One of the questions I’m often asked is how to protect and recover public-facing applications, that is, applications which are accessible through the Internet. These applications commonly include e-commerce sites, SaaS platforms, supplier or purchasing solutions, and more. Such systems are often major revenue drivers to the business. With increasing B2B and B2C demands, rising competition, and tightening budgets, it grows ever more critical to guarantee minimal data loss and rapid return to operations in the event of a disaster.
My experiences with an e-commerce startup in the not-too-distant past showed me first-hand the challenges internal stakeholders and IT teams face when dealing with major system outages. Frankly the internal pressures can pale in comparison to those put on us by public consumers or business partners banging down one’s door should an outage ever occur. Because of greater public visibility with many outages today, these are often referred to as “resume generating events”.
With planning, design, and continuous testing we can address these concerns leading to reduced revenue impact from an outage and a more rapid time to recovery.
Some of the risks facing these platforms include
- Multiple moving parts – databases, middleware, web servers, load balancers, firewalls, and DNS to name a few
- Data consistency demands – recovering the database from the early morning logs while the middleware is still churning can put orders out of sync, impact operations, and often requires a good deal of manual cleanup by the app and IT teams
- Application performance needs – this rules out most traditional backups and snapshot methods and even VSS-integrated storage replication as all of them can stun a database, drop users, drop sessions, and worse
- Public presence – customers know very quickly if these systems are down, impacting trust in the product and the company not to mention causing more calls to you, your sales team, and your customer/partner service team during outages
Before we look at one way to address these problems today, let’s define how we tackled these problems with legacy approaches:
The number of servers and systems involved meant a team of people monitoring for uptime 24/7 or a heavy reliance on complex monitoring systems. Rapid data growth meant constant challenges in adding and maintaining database features such as log shipping, mirroring, and clustering. These features often add to storage growth or sprawl, increased licensing costs, personnel skill requirements and even a need to add headcount. More recently, many organizations have tried to reduce risk through storage-based or in-guest replication technologies but both have their pros and cons, and worse still – both have completely failed to address the rise of virtualization, the growing complexity of recovery or the need to do more with less.
Today, public outcry over downtime events means management and even shareholder or board pressure across the IT organization. What is needed are data protection and recovery solutions that can protect the full application stack, provide for data integrity in replication and recovery, not impact the running application, and provide for rapid recovery to minimize user downtime. Coupling such a platform with managed pilot light service and DNS services we can finally mitigate or virtually eliminate all of our defined risk factors.

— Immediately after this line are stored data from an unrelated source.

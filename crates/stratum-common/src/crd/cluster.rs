//! Cluster resource definition
//!
//! A Cluster describes the target state of a compute cluster: its network
//! ranges, availability zones, cloud provider and control plane posture.
//! Operators author it partially; the populator fills in everything else.

use std::collections::BTreeSet;

use kube::CustomResource;
use schemars::JsonSchema;
use serde::{Deserialize, Serialize};

use super::types::{DockerConfig, EtcdClusterSpec, KubeletConfig, ZoneSpec};
use crate::UNKNOWN_CONTEXT;

/// Specification for a Cluster
///
/// Every field the populator inspects is optional so that "left unset by the
/// operator" is distinguishable from an explicit value. Empty strings are
/// treated the same as unset.
#[derive(CustomResource, Clone, Debug, Default, Deserialize, Serialize, JsonSchema, PartialEq)]
#[kube(
    group = "stratum.dev",
    version = "v1alpha1",
    kind = "Cluster",
    plural = "clusters",
    shortname = "scl",
    derive = "PartialEq",
    printcolumn = r#"{"name":"Cloud","type":"string","jsonPath":".spec.cloudProvider"}"#,
    printcolumn = r#"{"name":"Network","type":"string","jsonPath":".spec.networkCIDR"}"#,
    printcolumn = r#"{"name":"DNS Zone","type":"string","jsonPath":".spec.dnsZone"}"#
)]
#[serde(rename_all = "camelCase")]
pub struct ClusterSpec {
    /// Address space for the whole cluster (e.g., "172.20.0.0/16")
    #[serde(
        rename = "networkCIDR",
        default,
        skip_serializing_if = "Option::is_none"
    )]
    pub network_cidr: Option<String>,

    /// Address space excluded from NAT (e.g., "100.64.0.0/10")
    #[serde(
        rename = "nonMasqueradeCIDR",
        default,
        skip_serializing_if = "Option::is_none"
    )]
    pub non_masquerade_cidr: Option<String>,

    /// Cloud provider identifier (e.g., "aws")
    #[serde(default, skip_serializing_if = "Option::is_none")]
    pub cloud_provider: Option<String>,

    /// DNS domain the cluster's records live under
    #[serde(default, skip_serializing_if = "Option::is_none")]
    pub dns_zone: Option<String>,

    /// Lock down debugging and CIDR reconciliation on control plane nodes
    #[serde(default, skip_serializing_if = "Option::is_none")]
    pub isolate_masters: Option<bool>,

    /// Availability zones, in the order the operator listed them
    #[serde(default)]
    pub zones: Vec<ZoneSpec>,

    /// Container runtime configuration
    #[serde(default, skip_serializing_if = "Option::is_none")]
    pub docker: Option<DockerConfig>,

    /// Etcd clusters backing the control plane
    #[serde(default, skip_serializing_if = "Vec::is_empty")]
    pub etcd_clusters: Vec<EtcdClusterSpec>,

    /// Node agent configuration for control plane nodes
    #[serde(default, skip_serializing_if = "Option::is_none")]
    pub master_kubelet: Option<KubeletConfig>,

    /// Service VIP range, carved from the non-masquerade CIDR
    #[serde(
        rename = "serviceClusterIPRange",
        default,
        skip_serializing_if = "Option::is_none"
    )]
    pub service_cluster_ip_range: Option<String>,

    /// Pod address range, carved from the non-masquerade CIDR
    #[serde(rename = "podCIDR", default, skip_serializing_if = "Option::is_none")]
    pub pod_cidr: Option<String>,
}

fn non_empty(value: &Option<String>) -> Option<&str> {
    value.as_deref().filter(|v| !v.is_empty())
}

impl ClusterSpec {
    /// The cluster network CIDR, if set
    pub fn network_cidr(&self) -> Option<&str> {
        non_empty(&self.network_cidr)
    }

    /// The non-masquerade CIDR, if set
    pub fn non_masquerade_cidr(&self) -> Option<&str> {
        non_empty(&self.non_masquerade_cidr)
    }

    /// The cloud provider, if set
    pub fn cloud_provider(&self) -> Option<&str> {
        non_empty(&self.cloud_provider)
    }

    /// The DNS zone, if set
    pub fn dns_zone(&self) -> Option<&str> {
        non_empty(&self.dns_zone)
    }

    /// The service range, if set
    pub fn service_cluster_ip_range(&self) -> Option<&str> {
        non_empty(&self.service_cluster_ip_range)
    }

    /// The pod range, if set
    pub fn pod_cidr(&self) -> Option<&str> {
        non_empty(&self.pod_cidr)
    }

    /// Distinct zone names in lexicographic order
    pub fn zone_names(&self) -> BTreeSet<&str> {
        self.zones.iter().map(|z| z.name.as_str()).collect()
    }
}

impl Cluster {
    /// The cluster name, treating an empty name as unset
    pub fn cluster_name(&self) -> Option<&str> {
        self.metadata.name.as_deref().filter(|n| !n.is_empty())
    }

    /// The cluster name for logs and error context
    pub fn display_name(&self) -> &str {
        self.cluster_name().unwrap_or(UNKNOWN_CONTEXT)
    }
}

Step 1 – Protect the Core Application
By leveraging a modern data protection solution we group the complete application into a single wrapper where we can:
- Assign a service-level agreement
- Define a recovery plan across the application’s server stack
- Protect at the write-level with no performance degradation
- Track write-consistency to ensure data integrity across the stack
- Replicate at the speed of the application with recovery point objectives (RPOs) measured in seconds
- Allow for rapid VM recovery back to any point in time to mitigate losses from corruption or virus-based disasters
- Allow for push-button or even automated disaster recovery testing
- Ensure automated failback configuration post-recovery
Step 2 – Prepare the Infrastructure for Disaster
To ensure rapid recovery to users and customers, we need to pre-configure those infrastructure components that exist outside of the core application with the features needed to support a disaster declaration. This involves:
- Configuring firewall and proxy assets such as NAT rules or port-forwarding for web applications or private extranet access
- Adding post-recovery IP addresses and fully-qualified domain names to load balancers in a passive or listening mode
- Leverage DNS availability solutions from providers such as Dyn Managed DNS or DNS Made Easy to ensure public access cuts over immediately on application recovery
Step 3 – Continuously Validate Recovery Plans
To ensure rapid return to operations in the event of a real disaster, it is critical to test and validate your achievable recovery time objective (RTO) frequently, with some organizations testing on a weekly basis. This testing must also be simple enough that anyone on the Emergency Response Team can perform it in as few steps as possible. Such testing often includes:
- Creation of isolated test environments and logically separating access so as not to impact production during testing
- Creation of isolated “pilot light” systems such as directory services with test credentials, name resolution services, and “Jump Box” capability so test users can access the isolated environment
- Reporting capabilities which capture all operations during test for evidence-based validation of recovery testing
Putting it all Together
This is just a high-level overview of technology risk management planning for public-facing applications. By protecting the core application, preparing secondary systems for disaster, and continually testing for preparedness, any organization can ultimately achieve true push-button disaster recovery in minutes. This brings a new level of application availability enabling a rapid return to operations and revenue while reducing cost impact due to data loss or downtime in the event of a disaster.